▸ EXERCISE: Return the lines below exactly as they appear, please, starting with the first and ending with the one that contains "let cors = cors_layer(&state.cors_allow_origin);".

▸ GIVEN INFORMATION:
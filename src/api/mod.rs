//! HTTP API: Axum router for cappers, picks, grading, leaderboards and
//! grading webhooks.
//!
//! Reads are public. Mutating capper/pick endpoints require the owner
//! bearer token; the webhook requires the shared `x-webhook-secret`.

pub mod error;
pub mod routes;

use anyhow::{Context, Result};
use axum::{
    http::{header, HeaderName, HeaderValue, Method},
    routing::{get, post},
    Router,
};
use std::future::Future;
use tower_http::cors::{Any, CorsLayer};
use tracing::{info, warn};

pub use error::ApiError;
pub use routes::{ApiState, AppState};

/// Serve the API until `shutdown` resolves.
pub async fn serve<F>(state: AppState, port: u16, shutdown: F) -> Result<()>
where
    F: Future<Output = ()> + Send + 'static,
{
    let app = build_router(state);
    let addr = std::net::SocketAddr::from(([0, 0, 0, 0], port));

    let listener = tokio::net::TcpListener::bind(addr)
        .await
        .with_context(|| format!("Failed to bind API port {port}"))?;
    info!(port, "API server listening on http://localhost:{port}");

    axum::serve(listener, app)
        .with_graceful_shutdown(shutdown)
        .await
        .context("API server error")
}

/// Build the Axum router with all routes and middleware.
pub fn build_router(state: AppState) -> Router {
    let cors = cors_layer(&state.cors_allow_origin);

    Router::new()
        .route("/health", get(routes::health))
        // Cappers
        .route(
            "/api/cappers",
            get(routes::list_cappers).post(routes::create_capper),
        )
        .route(
            "/api/cappers/:id",
            get(routes::get_capper)
                .patch(routes::update_capper)
                .delete(routes::delete_capper),
        )
        // Picks
        .route("/api/picks", get(routes::list_picks).post(routes::create_pick))
        .route(
            "/api/picks/:id",
            get(routes::get_pick).patch(routes::update_pick),
        )
        .route("/api/picks/:id/grade", post(routes::grade_pick))
        .route("/api/picks/:id/grades", get(routes::grade_history))
        // Leaderboards and webhooks
        .route("/api/leaderboards", get(routes::get_leaderboard))
        .route("/api/webhooks/grade", post(routes::webhook_grade))
        .layer(cors)
        .with_state(state)
}

fn cors_layer(origin: &str) -> CorsLayer {
    let layer = CorsLayer::new()
        .allow_methods([
            Method::GET,
            Method::POST,
            Method::PATCH,
            Method::DELETE,
        ])
        .allow_headers([
            header::CONTENT_TYPE,
            header::AUTHORIZATION,
            HeaderName::from_static(routes::WEBHOOK_SECRET_HEADER),
        ]);

    if origin == "*" {
        return layer.allow_origin(Any);
    }
    match origin.parse::<HeaderValue>() {
        Ok(value) => layer.allow_origin(value),
        Err(_) => {
            warn!(origin, "Invalid CORS origin, allowing any");
            layer.allow_origin(Any)
        }
    }
}

// ---------------------------------------------------------------------------
// Tests
// ---------------------------------------------------------------------------
#[async_trait]
impl PickRepository for JsonStore {
    async fn list_cappers(&self) -> Result<Vec<Capper>> {
        let data = self.data.read().await;
        let mut cappers = data.cappers.clone();
        cappers.sort_by(|a, b| a.display_name.cmp(&b.display_name));
        Ok(cappers)
    }

    async fn get_capper(&self, id: Uuid) -> Result<Option<Capper>> {
        let data = self.data.read().await;
        Ok(data.cappers.iter().find(|c| c.id == id).cloned())
    }

    async fn insert_capper(&self, capper: Capper) -> Result<()> {
        self.commit(|data| {
            let taken = data
                .cappers
                .iter()
                .any(|c| c.id == capper.id || c.name.eq_ignore_ascii_case(&capper.name));
            if taken {
                anyhow::bail!("Capper already exists: {}", capper.name);
            }
            data.cappers.push(capper);
            Ok(())
        })
        .await
    }

    async fn update_capper(&self, capper: Capper) -> Result<bool> {
        self.commit(|data| {
            let taken = data
                .cappers
                .iter()
                .any(|c| c.id != capper.id && c.name.eq_ignore_ascii_case(&capper.name));
            if taken {
                anyhow::bail!("Capper already exists: {}", capper.name);
            }
            let Some(slot) = data.cappers.iter_mut().find(|c| c.id == capper.id) else {
                return Ok(false);
            };
            *slot = capper;
            Ok(true)
        })
        .await
    }

    async fn delete_capper(&self, id: Uuid) -> Result<bool> {
        self.commit(|data| {
            let before = data.cappers.len();
            data.cappers.retain(|c| c.id != id);
            if data.cappers.len() == before {
                return Ok(false);
            }

            let removed: Vec<Uuid> = data
                .picks
                .iter()
                .filter(|p| p.capper_id == id)
                .map(|p| p.id)
                .collect();
            data.picks.retain(|p| p.capper_id != id);
            data.grade_logs.retain(|l| !removed.contains(&l.pick_id));
            Ok(true)
        })
        .await
    }

    async fn list_picks(&self, filter: &PickFilter) -> Result<Vec<Pick>> {
        let data = self.data.read().await;
        let mut picks: Vec<Pick> = data
            .picks
            .iter()
            .filter(|p| filter.matches(p))
            .cloned()
            .collect();
        picks.sort_by(|a, b| b.posted_at.cmp(&a.posted_at));
        if let Some(limit) = filter.limit {
            picks.truncate(limit);
        }
        Ok(picks)
    }

    async fn get_pick(&self, id: Uuid) -> Result<Option<Pick>> {
        let data = self.data.read().await;
        Ok(data.picks.iter().find(|p| p.id == id).cloned())
    }

    async fn insert_pick(&self, pick: Pick) -> Result<()> {
        self.commit(|data| {
            if !data.cappers.iter().any(|c| c.id == pick.capper_id) {
                anyhow::bail!("Unknown capper: {}", pick.capper_id);
            }
            data.picks.push(pick);
            Ok(())
        })
        .await
    }

    async fn update_pick(&self, pick: Pick) -> Result<bool> {
        self.commit(|data| {
            let Some(slot) = data.picks.iter_mut().find(|p| p.id == pick.id) else {
                return Ok(false);
            };
            // Grade fields are owned by `record_grade`.
            *slot = Pick {
                result: slot.result,
                profit: slot.profit,
                graded_at: slot.graded_at,
                source: slot.source,
                ..pick
            };
            Ok(true)
        })
        .await
    }

    async fn record_grade(&self, expected: Pick, graded: Pick, log: GradeLogEntry) -> Result<bool> {
        self.commit(|data| {
            let Some(slot) = data.picks.iter_mut().find(|p| p.id == graded.id) else {
                return Ok(false);
            };
            if *slot != expected {
                debug!(pick_id = %graded.id, "Pick changed since it was read, grade not applied");
                return Ok(false);
            }
            *slot = graded;
            data.grade_logs.push(log);
            Ok(true)
        })
        .await
    }

    async fn grade_logs(&self, pick_id: Uuid) -> Result<Vec<GradeLogEntry>> {
        let data = self.data.read().await;
        Ok(data
            .grade_logs
            .iter()
            .filter(|l| l.pick_id == pick_id)
            .cloned()
            .collect())
    }
}

// ---------------------------------------------------------------------------
// Tests
// ---------------------------------------------------------------------------

#[cfg(test)]
mod tests {
    use super::*;
    use crate::types::PickSource;
    use chrono::Duration;

    fn temp_path() -> PathBuf {
        let mut p = std::env::temp_dir();
        p.push(format!("capper_test_store_{}.json", Uuid::new_v4()));
        p
    }

    fn capper(name: &str, display: &str) -> Capper {
        Capper {
            id: Uuid::new_v4(),
            name: name.into(),
            display_name: display.into(),
            bio: None,
            avatar_url: None,
            join_date: Utc::now(),
            active: true,
            created_at: Utc::now(),
        }
    }

    fn pick(capper_id: Uuid, hours_ago: i64) -> Pick {
        Pick {
            id: Uuid::new_v4(),
            capper_id,
            sport: "NBA".into(),
            home_team: "Lakers".into(),
            away_team: "Celtics".into(),
            pick_type: PickType::Total,
            pick_side: "Over".into(),
            pick_price: -110,
            listed_spread_or_total: Some(221.5),
            stake: Some(1.0),
            posted_at: Utc::now() - Duration::hours(hours_ago),
            event_date: Utc::now(),
            notes: None,
            result: PickResult::Pending,
            profit: None,
            graded_at: None,
            source: PickSource::Manual,
        }
    }

    #[tokio::test]
    async fn test_cappers_sorted_by_display_name() {
        let store = JsonStore::in_memory();
        store.insert_capper(capper("zed", "Zed")).await.unwrap();
        store.insert_capper(capper("amy", "Amy")).await.unwrap();
        let names: Vec<String> = store
            .list_cappers()
            .await
            .unwrap()
            .into_iter()
            .map(|c| c.display_name)
            .collect();
        assert_eq!(names, vec!["Amy", "Zed"]);
    }

    #[tokio::test]
    async fn test_duplicate_capper_name_rejected() {
        let store = JsonStore::in_memory();
        store.insert_capper(capper("amy", "Amy")).await.unwrap();
        assert!(store.insert_capper(capper("amy", "Amy Two")).await.is_err());
    }

    #[tokio::test]
    async fn test_pick_requires_known_capper() {
        let store = JsonStore::in_memory();
        assert!(store.insert_pick(pick(Uuid::new_v4(), 1)).await.is_err());
    }

    #[tokio::test]
    async fn test_list_picks_filter_sort_limit() {
        let store = JsonStore::in_memory();
        let a = capper("a", "A");
        let b = capper("b", "B");
        store.insert_capper(a.clone()).await.unwrap();
        store.insert_capper(b.clone()).await.unwrap();

        let oldest = pick(a.id, 30);
        let newest = pick(a.id, 1);
        store.insert_pick(oldest.clone()).await.unwrap();
        store.insert_pick(newest.clone()).await.unwrap();
        store.insert_pick(pick(b.id, 2)).await.unwrap();

        let filter = PickFilter {
            capper_id: Some(a.id),
            ..Default::default()
        };
        let picks = store.list_picks(&filter).await.unwrap();
        assert_eq!(picks.len(), 2);
        assert_eq!(picks[0].id, newest.id);
        assert_eq!(picks[1].id, oldest.id);

        let limited = store
            .list_picks(&PickFilter { limit: Some(1), ..Default::default() })
            .await
            .unwrap();
        assert_eq!(limited.len(), 1);
        assert_eq!(limited[0].id, newest.id);

        let recent = store
            .list_picks(&PickFilter {
                from: Some(Utc::now() - Duration::hours(10)),
                ..Default::default()
            })
            .await
            .unwrap();
        assert_eq!(recent.len(), 2);
    }

    #[tokio::test]
    async fn test_record_grade_writes_log() {
        let store = JsonStore::in_memory();
        let c = capper("a", "A");
        store.insert_capper(c.clone()).await.unwrap();
        let original = pick(c.id, 1);
        store.insert_pick(original.clone()).await.unwrap();

        let mut p = original.clone();
        p.result = PickResult::Win;
        p.profit = Some(0.91);
        let log = GradeLogEntry::new(
            p.id,
            serde_json::json!({"home_score": 120, "away_score": 110}),
        );
        assert!(store.record_grade(original, p.clone(), log).await.unwrap());

        let stored = store.get_pick(p.id).await.unwrap().unwrap();
        assert_eq!(stored.result, PickResult::Win);
        assert_eq!(store.grade_logs(p.id).await.unwrap().len(), 1);
    }

    #[tokio::test]
    async fn test_record_grade_unknown_pick() {
        let store = JsonStore::in_memory();
        let p = pick(Uuid::new_v4(), 1);
        let log = GradeLogEntry::new(p.id, serde_json::Value::Null);
        assert!(!store.record_grade(p.clone(), p, log).await.unwrap());
    }

    #[tokio::test]
    async fn test_record_grade_rejects_stale_copy() {
        let store = JsonStore::in_memory();
        let c = capper("a", "A");
        store.insert_capper(c.clone()).await.unwrap();
        let read = pick(c.id, 1);
        store.insert_pick(read.clone()).await.unwrap();

        // Edited after the grader read it
        let mut edited = read.clone();
        edited.notes = Some("edited concurrently".into());
        assert!(store.update_pick(edited).await.unwrap());

        let mut graded = read.clone();
        graded.result = PickResult::Win;
        graded.profit = Some(0.91);
        let log = GradeLogEntry::new(read.id, serde_json::Value::Null);
        assert!(!store.record_grade(read.clone(), graded, log).await.unwrap());

        let stored = store.get_pick(read.id).await.unwrap().unwrap();
        assert_eq!(stored.notes.as_deref(), Some("edited concurrently"));
        assert_eq!(stored.result, PickResult::Pending);
        assert!(store.grade_logs(read.id).await.unwrap().is_empty());
    }

    #[tokio::test]
    async fn test_update_pick_keeps_grade() {
        let store = JsonStore::in_memory();
        let c = capper("a", "A");
        store.insert_capper(c.clone()).await.unwrap();
        let original = pick(c.id, 1);
        store.insert_pick(original.clone()).await.unwrap();

        let mut graded = original.clone();
        graded.result = PickResult::Loss;
        graded.profit = Some(-1.0);
        graded.source = PickSource::Webhook;
        let log = GradeLogEntry::new(original.id, serde_json::Value::Null);
        assert!(store.record_grade(original.clone(), graded, log).await.unwrap());

        // A stale copy carrying `pending` must not wipe the grade
        let mut edit = original.clone();
        edit.notes = Some("late note".into());
        assert!(store.update_pick(edit).await.unwrap());

        let stored = store.get_pick(original.id).await.unwrap().unwrap();
        assert_eq!(stored.notes.as_deref(), Some("late note"));
        assert_eq!(stored.result, PickResult::Loss);
        assert_eq!(stored.profit, Some(-1.0));
        assert_eq!(stored.source, PickSource::Webhook);
    }

    #[tokio::test]
    async fn test_failed_write_leaves_store_unchanged() {
        let mut path = std::env::temp_dir();
        path.push(format!("capper_missing_dir_{}", Uuid::new_v4()));
        path.push("store.json");
        let store = JsonStore::open(&path).await.unwrap();

        assert!(store.insert_capper(capper("amy", "Amy")).await.is_err());
        assert!(store.list_cappers().await.unwrap().is_empty());
        assert!(store.snapshot().await.cappers.is_empty());
    }

    #[tokio::test]
    async fn test_capper_names_unique_ignoring_case() {
        let store = JsonStore::in_memory();
        let amy = capper("Amy", "Amy");
        store.insert_capper(amy.clone()).await.unwrap();
        assert!(store.insert_capper(capper("amy", "Other Amy")).await.is_err());

        let zed = capper("zed", "Zed");
        store.insert_capper(zed.clone()).await.unwrap();
        let renamed = Capper { name: "AMY".into(), ..zed };
        assert!(store.update_capper(renamed).await.is_err());
        assert_eq!(store.list_cappers().await.unwrap().len(), 2);
    }

    #[tokio::test]
    async fn test_delete_capper_cascades() {
        let store = JsonStore::in_memory();
        let c = capper("a", "A");
        store.insert_capper(c.clone()).await.unwrap();
        let p = pick(c.id, 1);
        store.insert_pick(p.clone()).await.unwrap();
        let log = GradeLogEntry::new(p.id, serde_json::Value::Null);
        assert!(store.record_grade(p.clone(), p.clone(), log).await.unwrap());

        assert!(store.delete_capper(c.id).await.unwrap());
        assert!(store.get_pick(p.id).await.unwrap().is_none());
        assert!(store.grade_logs(p.id).await.unwrap().is_empty());
        assert!(!store.delete_capper(c.id).await.unwrap());
    }

    #[tokio::test]
    async fn test_update_missing_returns_false() {
        let store = JsonStore::in_memory();
        assert!(!store.update_capper(capper("x", "X")).await.unwrap());
        assert!(!store.update_pick(pick(Uuid::new_v4(), 1)).await.unwrap());
    }

    #[tokio::test]
    async fn test_file_roundtrip() {
        let path = temp_path();
        {
            let store = JsonStore::open(&path).await.unwrap();
            let c = capper("a", "A");
            store.insert_capper(c.clone()).await.unwrap();
            store.insert_pick(pick(c.id, 1)).await.unwrap();
        }

        let reopened = JsonStore::open(&path).await.unwrap();
        let snapshot = reopened.snapshot().await;
        assert_eq!(snapshot.cappers.len(), 1);
        assert_eq!(snapshot.picks.len(), 1);

        std::fs::remove_file(&path).unwrap();
    }

    #[tokio::test]
    async fn test_open_missing_file_starts_empty() {
        let store = JsonStore::open(temp_path()).await.unwrap();
        assert!(store.snapshot().await.picks.is_empty());
    }
}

▸ THE COMPLETED TASK:
filename src/api/mod.rs
//! HTTP API: Axum router for cappers, picks, grading, leaderboards and
//! grading webhooks.
//!
//! Reads are public. Mutating capper/pick endpoints require the owner
//! bearer token; the webhook requires the shared `x-webhook-secret`.

pub mod error;
pub mod routes;

use anyhow::{Context, Result};
use axum::{
    http::{header, HeaderName, HeaderValue, Method},
    routing::{get, post},
    Router,
};
use std::future::Future;
use tower_http::cors::{Any, CorsLayer};
use tracing::{info, warn};

pub use error::ApiError;
pub use routes::{ApiState, AppState};

/// Serve the API until `shutdown` resolves.
pub async fn serve<F>(state: AppState, port: u16, shutdown: F) -> Result<()>
where
    F: Future<Output = ()> + Send + 'static,
{
    let app = build_router(state);
    let addr = std::net::SocketAddr::from(([0, 0, 0, 0], port));

    let listener = tokio::net::TcpListener::bind(addr)
        .await
        .with_context(|| format!("Failed to bind API port {port}"))?;
    info!(port, "API server listening on http://localhost:{port}");

    axum::serve(listener, app)
        .with_graceful_shutdown(shutdown)
        .await
        .context("API server error")
}

/// Build the Axum router with all routes and middleware.
pub fn build_router(state: AppState) -> Router {
    let cors = cors_layer(&state.cors_allow_origin);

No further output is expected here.